Manto Review: Alcoholic, Absent Father, Dazzling Writer… How to Get a Biopic Right

Bollywood

Manto Review: Alcoholic, Absent Father, Dazzling Writer… How to Get a Biopic Right

Illustration: Shruti Yatam

Midway through Nandita Das’s Manto, the biopic of Indian-Pakistani writer, Saadat Hasan Manto, I was reminded of Sanju.

I don’t intend to insult Manto’s emotional honesty by invoking Sanju, the very definition of manipulative dishonesty. But I doubt that there will be any criticism of the kind of hagiographies we are used to, which is as scathing as Manto. Although, both Sanju and Manto exist to serve celebrated men, yet Manto refuses to exalt or exonerate its protagonist. If Rajkumar Hirani went out of his way to insist that a naive Sanju be forgiven for his “mistakes”, then Das almost makes a statement against Hindi biopics by refusing to look away from Saadat Hasan’s flaws just because he was Manto.

Even before Sanju, biopics in Hindi cinema have long followed a tried-and-tested formula, trundling along the predictable “rags to riches” arc. Most Hindi biopics, like Mary Kom, Bhaag Milkha Bhaag, MS Dhoni or even Gold, usually cram a lifetime’s worth of flaws, struggle, and sacrifice into under 140 minutes, only to lead up to that one moment of exceptional achievement. Since these biopics exist to evoke unfettered pride and awe at the resilience of men who go beyond the limitations of humanity, their imperfections are glossed over. Barring exceptions (Neerja, Shahid), most biopics are hardly rooted in the reality of the life and times of its protagonists.

Das’s Manto is having none of that. Das’s Manto is a dazzling writer, betrayed Indian, troubled alcoholic, and an absent family man in the backdrop of a divided nation.

Even in 2018, we find writers and activists, critical of the establishment having their books pulped, being branded “urban Naxals” and placed under house arrest, and in some extreme cases, killed.

Manto traces the four definitive years in the life of the Urdu writer – two years in India and the two after he moved to Pakistan. From the beginning, it’s evident that Das’s razor-sharp focus isn’t meant to familiarise or inspire audiences with the legacy of Manto; instead it peers into the timelessness of literature and mourns the consequences of writers speaking truth to power. If anything, it’s an ode to Mantoiyat, and its continued relevance.
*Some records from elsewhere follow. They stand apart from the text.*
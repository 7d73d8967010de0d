//! Process-wide string interner.
//!
//! Every name that flows through serialization (class names, property
//! names, enum options) is interned once and referenced by a small integer
//! handle afterwards. Interned strings live for the rest of the process;
//! the interner is insert-safe and lookup-safe under contention.

use std::collections::HashMap;
use std::fmt;
use std::sync::{OnceLock, RwLock};

/// Handle to an interned string. Index 0 is the empty string.
#[derive(Clone, Copy, Debug, Default, PartialEq, Eq, PartialOrd, Ord, Hash)]
pub struct StringId(u32);

struct Interner {
    map: HashMap<&'static str, u32>,
    list: Vec<&'static str>,
}

fn interner() -> &'static RwLock<Interner> {
    static INTERNER: OnceLock<RwLock<Interner>> = OnceLock::new();
    INTERNER.get_or_init(|| {
        let mut map = HashMap::new();
        map.insert("", 0);
        RwLock::new(Interner {
            map,
            list: vec![""],
        })
    })
}

impl StringId {
    pub const EMPTY: StringId = StringId(0);

    /// Interns `text`, returning the existing handle when already known.
    pub fn intern(text: &str) -> StringId {
        if text.is_empty() {
            return StringId::EMPTY;
        }

        {
            let inner = interner().read().expect("interner lock poisoned");
            if let Some(&index) = inner.map.get(text) {
                return StringId(index);
            }
        }

        let mut inner = interner().write().expect("interner lock poisoned");
        if let Some(&index) = inner.map.get(text) {
            return StringId(index);
        }
        let leaked: &'static str = Box::leak(text.to_string().into_boxed_str());
        let index = inner.list.len() as u32;
        inner.list.push(leaked);
        inner.map.insert(leaked, index);
        StringId(index)
    }

    /// Looks `text` up without interning it.
    pub fn find(text: &str) -> Option<StringId> {
        let inner = interner().read().expect("interner lock poisoned");
        inner.map.get(text).map(|&index| StringId(index))
    }

    pub fn as_str(&self) -> &'static str {
        let inner = interner().read().expect("interner lock poisoned");
        inner.list[self.0 as usize]
    }

    pub fn is_empty(&self) -> bool {
        self.0 == 0
    }

    pub fn index(&self) -> u32 {
        self.0
    }

    /// Rebuilds a handle from a raw index previously obtained from
    /// [`index`](Self::index). Unknown indices map to the empty string.
    pub fn from_index(index: u32) -> StringId {
        let inner = interner().read().expect("interner lock poisoned");
        if (index as usize) < inner.list.len() {
            StringId(index)
        } else {
            StringId::EMPTY
        }
    }
}

impl fmt::Display for StringId {
    fn fmt(&self, f: &mut fmt::Formatter<'_>) -> fmt::Result {
        f.write_str(self.as_str())
    }
}

impl From<&str> for StringId {
    fn from(text: &str) -> Self {
        StringId::intern(text)
    }
}

#[cfg(test)]
mod tests {
    use super::*;

    #[test]
    fn test_intern_dedupes() {
        let a = StringId::intern("interner.test.value");
        let b = StringId::intern("interner.test.value");
        assert_eq!(a, b);
        assert_eq!(a.as_str(), "interner.test.value");
    }

    #[test]
    fn test_empty_is_zero() {
        assert_eq!(StringId::intern(""), StringId::EMPTY);
        assert!(StringId::EMPTY.is_empty());
        assert_eq!(StringId::EMPTY.as_str(), "");
    }

    #[test]
    fn test_find_does_not_intern() {
        assert_eq!(StringId::find("interner.test.never-interned"), None);
        let id = StringId::intern("interner.test.known");
        assert_eq!(StringId::find("interner.test.known"), Some(id));
    }

    #[test]
    fn test_concurrent_intern() {
        let handles: Vec<_> = (0..8)
            .map(|_| {
                std::thread::spawn(|| {
                    (0..100)
                        .map(|i| StringId::intern(&format!("interner.test.thread.{i}")))
                        .collect::<Vec<_>>()
                })
            })
            .collect();

        let results: Vec<Vec<StringId>> =
            handles.into_iter().map(|h| h.join().unwrap()).collect();
        for other in &results[1..] {
            assert_eq!(&results[0], other);
        }
    }
}
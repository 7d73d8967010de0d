//! Content checksums.
//!
//! Buffers are identified on the wire by the CRC-64 of their uncompressed
//! content; two buffers with equal CRC-64 are treated as the same buffer.

use crc::{Crc, CRC_64_XZ};

static CRC64_ALG: Crc<u64> = Crc::<u64>::new(&CRC_64_XZ);

/// CRC-64 (XZ polynomial) of `data`.
pub fn crc64(data: &[u8]) -> u64 {
    CRC64_ALG.checksum(data)
}

/// Incremental CRC-64 digest for streamed content.
pub struct Crc64Digest {
    digest: crc::Digest<'static, u64>,
}

impl Crc64Digest {
    pub fn new() -> Self {
        Crc64Digest {
            digest: CRC64_ALG.digest(),
        }
    }

    pub fn update(&mut self, data: &[u8]) {
        self.digest.update(data);
    }

    pub fn finalize(self) -> u64 {
        self.digest.finalize()
    }
}

impl Default for Crc64Digest {
    fn default() -> Self {
        Self::new()
    }
}

#[cfg(test)]
mod tests {
    use super::*;

    #[test]
    fn test_crc64_stable() {
        // fixed value so files written by older builds keep their identity
        assert_eq!(crc64(b""), 0);
        assert_ne!(crc64(b"abc"), 0);
        assert_eq!(crc64(b"abc"), crc64(b"abc"));
        assert_ne!(crc64(b"abc"), crc64(b"abd"));
    }

    #[test]
    fn test_incremental_matches_oneshot() {
        let mut digest = Crc64Digest::new();
        digest.update(b"hello ");
        digest.update(b"world");
        assert_eq!(digest.finalize(), crc64(b"hello world"));
    }
}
Manto’s almost 120-minute-runtime is interspersed with five of Manto’s short stories, re-enacted with a surreal touch. It opens with “Dus Rupay Ka Note”, a story centred around the 15-year-old prostitute Sarita, who uses her fascination of cars to distract herself from the depravity of her life. And it then neatly cuts to Safia Manto (a luminous Rasika Dugal) reading out the story in present. It launches into “Sau Watt Ka Bulb” when Manto (an unforgettable Nawazuddin Siddiqui) lights his cigarette while walking alone on a dusty lane thronged by prostitutes. It’s through these stories – written before the Partition in India – that Das lets us gaze inside the mind of the author. An author who could bring out his pen and spin prose almost on command, and fictionalised the grief of those around him.

Manto

Manto’s almost 120-minute-runtime is interspersed with five of Manto’s short stories, re-enacted with a surreal touch.

Image Credit: HP Studios

For a film set in 1940s India and Pakistan, Das is sparse with detailing – but she lets us feel the uncertainty of the period through its circumstances, like a conversation between two Muslims at a shoe shop debating whether they should emigrate to Pakistan, or Manto having to carry a Hindu and a Muslim cap to avoid the temper of mobs, and the divisiveness of religion instantly melting in the presence of a Bollywood star – as relevant then, as today.

But it’s in the second half, after Manto moves to Lahore, that the film drives home the realisation that we’ve hardly progressed from the time when he was alive. Back then, Manto faced serious legal troubles for writing stories that criticised the one-note narrative of Indian Independence. Even in 2018, we find writers and activists, critical of the establishment having their books pulped, being branded “urban Naxals” and placed under house arrest, and in some extreme cases, killed.

It’s in this period of Manto’s life, when he’d all but resigned to his fate, with work drying up and alcoholism crippling his sense of duty, that the film tries harder to understand him through the context of his work. Besides “Khol Do” and “Toba Tek Singh”, Manto uses a chilling rendition of “Thanda Gosht” (Cold Meat) – a story about a Sikh man who rapes the corpse of a woman – to reflect on an intolerant society. But even then, the film doesn’t paint him as a hero. The fact that Manto was largely oblivious to the needs of his family is spelled out throughout the film, as in a scene where he spends the money meant for medicines for his ill daughter on alcohol.

Going in, I’d expected Manto to provoke and make a statement at every opportunity. What I got instead, was an unflinching portrait of a man who despised taking the middle road.